Nel raccontarti questa semplice ma contorta vicenda, Kelly Fremon Craig riesce a rendere lo spettatore quasi protagonista, evidenziando sì i disagi tipici di quell’età, ma facendolo con freschezza, un tono ilare che farà strappare una risata amara agli under 21 e, parallelamente, facendo sghignazzare con un pizzico di malinconia chi la fase adolescenziale l’ha già superata da un bel pezzo. Questo grazie a un’ottima gestione dei ritmi, sempre perfetti, riuscendo a far ridere quando serve e a riflettere quando ce n’è bisogno. Un aspetto che funziona soprattutto per l’ottima scrittura su cui The Edge of Seventeen poggia le proprie basi e che è esaltata dalla fantastica prova della sua protagonista, Hailee Steinfeld, accompagnata poi da un cast di tutto rispetto (c’è un Woody Harrelson che riesce quasi a mangiarsi l’intero film nonostante compaia in appena una manciata di scene). Il tutto accompagnato da uno stile che sì, come si intuisce facilmente già dal trailer, si rifà al già citato andazzo indie dai tratti tipici del Sundance, ma non dà mai la sensazione di eccedere, tipo con quei colori perennemente sparati a mille o in quelle odiose sequele di brani selezionati dal lettore medio Pitchfork. Fa il suo, ecco; si limita ad accompagnare una storia semplice, vera e narrata incredibilmente bene.

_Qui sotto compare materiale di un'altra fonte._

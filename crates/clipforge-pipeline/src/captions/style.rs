//! Per-platform caption styling.

use clipforge_models::ExportFormat;

/// Word highlighting mode for the karaoke effect.
#[derive(Debug, Clone, Copy, PartialEq, Eq)]
pub enum HighlightStyle {
    /// No per-word highlighting.
    None,
    /// Colour sweep across the current word (`\kf`).
    ColorSweep,
}

/// Complete caption styling for one platform.
///
/// Colours are in ASS `&HAABBGGRR` form; sizes assume the format's native
/// output resolution.
#[derive(Debug, Clone)]
pub struct CaptionStyle {
    pub font_name: &'static str,
    pub font_size: u32,
    pub bold: bool,

    pub primary_color: &'static str,
    pub secondary_color: &'static str,
    pub outline_color: &'static str,
    pub back_color: &'static str,

    pub outline_width: f32,
    pub shadow_depth: f32,

    pub margin_left: u32,
    pub margin_right: u32,
    pub margin_vertical: u32,
    /// ASS alignment (numpad layout: 2 = bottom-centre, 5 = centre).
    pub alignment: u8,

    pub highlight: HighlightStyle,
    pub fade_in_ms: u32,
    pub fade_out_ms: u32,
}

impl CaptionStyle {
    /// Style for an export format.
    pub fn for_format(format: ExportFormat) -> Self {
        match format {
            ExportFormat::Tiktok => Self {
                font_name: "Montserrat",
                font_size: 72,
                bold: true,
                primary_color: "&H00FFFFFF",
                secondary_color: "&H0000FFFF",
                outline_color: "&H00000000",
                back_color: "&H80000000",
                outline_width: 3.0,
                shadow_depth: 1.5,
                margin_left: 80,
                margin_right: 80,
                margin_vertical: 450,
                alignment: 5,
                highlight: HighlightStyle::ColorSweep,
                fade_in_ms: 0,
                fade_out_ms: 100,
            },
            ExportFormat::YoutubeShorts => Self {
                font_size: 68,
                ..Self::for_format(ExportFormat::Tiktok)
            },
            ExportFormat::InstagramReels => Self {
                font_size: 70,
                secondary_color: "&H0000BFFF",
                margin_vertical: 430,
                ..Self::for_format(ExportFormat::Tiktok)
            },
            ExportFormat::Linkedin => Self {
                font_name: "Helvetica Neue",
                font_size: 56,
                bold: true,
                primary_color: "&H00FFFFFF",
                secondary_color: "&H00FFCC00",
                outline_color: "&H00000000",
                back_color: "&H60000000",
                outline_width: 2.5,
                shadow_depth: 1.0,
                margin_left: 60,
                margin_right: 60,
                margin_vertical: 120,
                alignment: 2,
                highlight: HighlightStyle::ColorSweep,
                fade_in_ms: 50,
                fade_out_ms: 50,
            },
            ExportFormat::LinkedinSquare => Self {
                font_size: 52,
                ..Self::for_format(ExportFormat::Linkedin)
            },
        }
    }

    /// Emit the `[V4+ Styles]` line for this style.
    ///
    /// Format: Name,Fontname,Fontsize,PrimaryColour,SecondaryColour,
    /// OutlineColour,BackColour,Bold,Italic,Underline,StrikeOut,ScaleX,
    /// ScaleY,Spacing,Angle,BorderStyle,Outline,Shadow,Alignment,MarginL,
    /// MarginR,MarginV,Encoding
    pub fn to_ass_style(&self, name: &str) -> String {
        let bold = if self.bold { -1 } else { 0 };
        format!(
            "Style: {name},{font},{size},{primary},{secondary},{outline},{back},\
             {bold},0,0,0,100,100,0,0,1,{outline_w},{shadow},{align},{ml},{mr},{mv},1",
            font = self.font_name,
            size = self.font_size,
            primary = self.primary_color,
            secondary = self.secondary_color,
            outline = self.outline_color,
            back = self.back_color,
            bold = bold,
            outline_w = self.outline_width,
            shadow = self.shadow_depth,
            align = self.alignment,
            ml = self.margin_left,
            mr = self.margin_right,
            mv = self.margin_vertical,
        )
    }
}

#[cfg(test)]
mod tests {
    use super::*;

    #[test]
    fn test_every_format_has_a_style() {
        for format in ExportFormat::ALL {
            let style = CaptionStyle::for_format(*format);
            assert!(style.font_size > 0);
            assert!(style.alignment >= 1 && style.alignment <= 9);
        }
    }

    #[test]
    fn test_vertical_formats_center_captions() {
        assert_eq!(CaptionStyle::for_format(ExportFormat::Tiktok).alignment, 5);
        assert_eq!(CaptionStyle::for_format(ExportFormat::Linkedin).alignment, 2);
    }

    #[test]
    fn test_ass_style_line_shape() {
        let line = CaptionStyle::for_format(ExportFormat::Tiktok).to_ass_style("Default");
        assert!(line.starts_with("Style: Default,Montserrat,72,"));
        // 22 commas separate the 23 fields.
        assert_eq!(line.matches(',').count(), 22);
    }
}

Ho visto The Edge of Seventeen al cinema, beccandolo, grazie ad un’anteprima, in lingua originale e con i sottotitoli in italiano. Tra l’altro, l’ho visto dopo aver recuperato, con colpevole ritardo, un altro film di impronta adolescenziale, The Spectacular Now. Inutile dirvi che, nei giorni seguenti, non ho fatto che rivangare la mia merdavigliosa adolescenza.